[Dataset items]

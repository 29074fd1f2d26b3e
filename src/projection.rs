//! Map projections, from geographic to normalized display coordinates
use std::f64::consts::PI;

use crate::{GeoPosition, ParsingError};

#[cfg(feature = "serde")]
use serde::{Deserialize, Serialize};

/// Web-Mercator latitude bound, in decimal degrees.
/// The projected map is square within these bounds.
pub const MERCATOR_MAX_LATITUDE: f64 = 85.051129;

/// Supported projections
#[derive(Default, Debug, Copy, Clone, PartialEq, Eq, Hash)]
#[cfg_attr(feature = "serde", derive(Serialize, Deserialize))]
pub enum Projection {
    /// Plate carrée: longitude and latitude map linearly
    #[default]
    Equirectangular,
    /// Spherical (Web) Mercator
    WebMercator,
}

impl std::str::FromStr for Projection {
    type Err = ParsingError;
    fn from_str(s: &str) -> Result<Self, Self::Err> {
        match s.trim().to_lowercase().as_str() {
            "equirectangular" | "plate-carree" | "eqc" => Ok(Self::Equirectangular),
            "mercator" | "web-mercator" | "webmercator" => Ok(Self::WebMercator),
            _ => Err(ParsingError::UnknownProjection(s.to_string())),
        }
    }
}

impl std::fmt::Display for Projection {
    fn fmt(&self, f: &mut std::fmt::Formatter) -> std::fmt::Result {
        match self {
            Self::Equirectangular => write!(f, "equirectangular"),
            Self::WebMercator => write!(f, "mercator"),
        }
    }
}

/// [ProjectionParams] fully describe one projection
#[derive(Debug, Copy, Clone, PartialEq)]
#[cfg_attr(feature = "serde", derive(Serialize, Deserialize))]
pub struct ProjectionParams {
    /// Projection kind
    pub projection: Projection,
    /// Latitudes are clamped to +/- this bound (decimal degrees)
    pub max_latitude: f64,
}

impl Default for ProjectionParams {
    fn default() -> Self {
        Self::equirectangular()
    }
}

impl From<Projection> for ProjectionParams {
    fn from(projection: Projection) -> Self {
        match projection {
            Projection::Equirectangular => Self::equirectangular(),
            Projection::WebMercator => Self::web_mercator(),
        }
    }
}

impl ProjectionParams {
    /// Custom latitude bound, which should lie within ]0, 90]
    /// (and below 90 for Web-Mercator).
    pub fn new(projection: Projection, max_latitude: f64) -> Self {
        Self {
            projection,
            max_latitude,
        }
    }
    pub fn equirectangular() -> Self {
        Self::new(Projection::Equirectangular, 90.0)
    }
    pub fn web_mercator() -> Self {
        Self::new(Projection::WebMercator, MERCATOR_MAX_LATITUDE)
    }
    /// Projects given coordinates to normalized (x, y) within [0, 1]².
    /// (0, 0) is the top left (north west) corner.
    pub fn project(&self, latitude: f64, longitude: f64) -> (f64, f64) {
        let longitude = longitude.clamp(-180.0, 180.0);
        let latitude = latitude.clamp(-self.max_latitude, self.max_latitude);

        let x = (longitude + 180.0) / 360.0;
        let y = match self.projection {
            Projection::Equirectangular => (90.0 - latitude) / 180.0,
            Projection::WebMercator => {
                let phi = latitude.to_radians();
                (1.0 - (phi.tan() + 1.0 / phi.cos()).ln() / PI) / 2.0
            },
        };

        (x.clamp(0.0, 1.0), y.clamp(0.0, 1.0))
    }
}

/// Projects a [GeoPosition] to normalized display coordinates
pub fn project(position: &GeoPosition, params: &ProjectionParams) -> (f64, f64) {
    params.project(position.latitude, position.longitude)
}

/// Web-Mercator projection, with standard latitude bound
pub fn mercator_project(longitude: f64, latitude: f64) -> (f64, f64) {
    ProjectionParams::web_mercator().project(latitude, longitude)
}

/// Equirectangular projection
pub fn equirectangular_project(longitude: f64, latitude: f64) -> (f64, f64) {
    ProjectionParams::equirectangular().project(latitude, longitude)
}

◆ Exercise instructions
Transcribe the records above exactly, beginning at the line that contains "within ]0, 90]" and ending with the line that contains "(north west) corner.", both included, and nothing else.

◆ Reply to the exercise
    /// Custom latitude bound, which should lie within ]0, 90]
    /// (and below 90 for Web-Mercator).
    pub fn new(projection: Projection, max_latitude: f64) -> Self {
        Self {
            projection,
            max_latitude,
        }
    }
    pub fn equirectangular() -> Self {
        Self::new(Projection::Equirectangular, 90.0)
    }
    pub fn web_mercator() -> Self {
        Self::new(Projection::WebMercator, MERCATOR_MAX_LATITUDE)
    }
    /// Projects given coordinates to normalized (x, y) within [0, 1]².
    /// (0, 0) is the top left (north west) corner.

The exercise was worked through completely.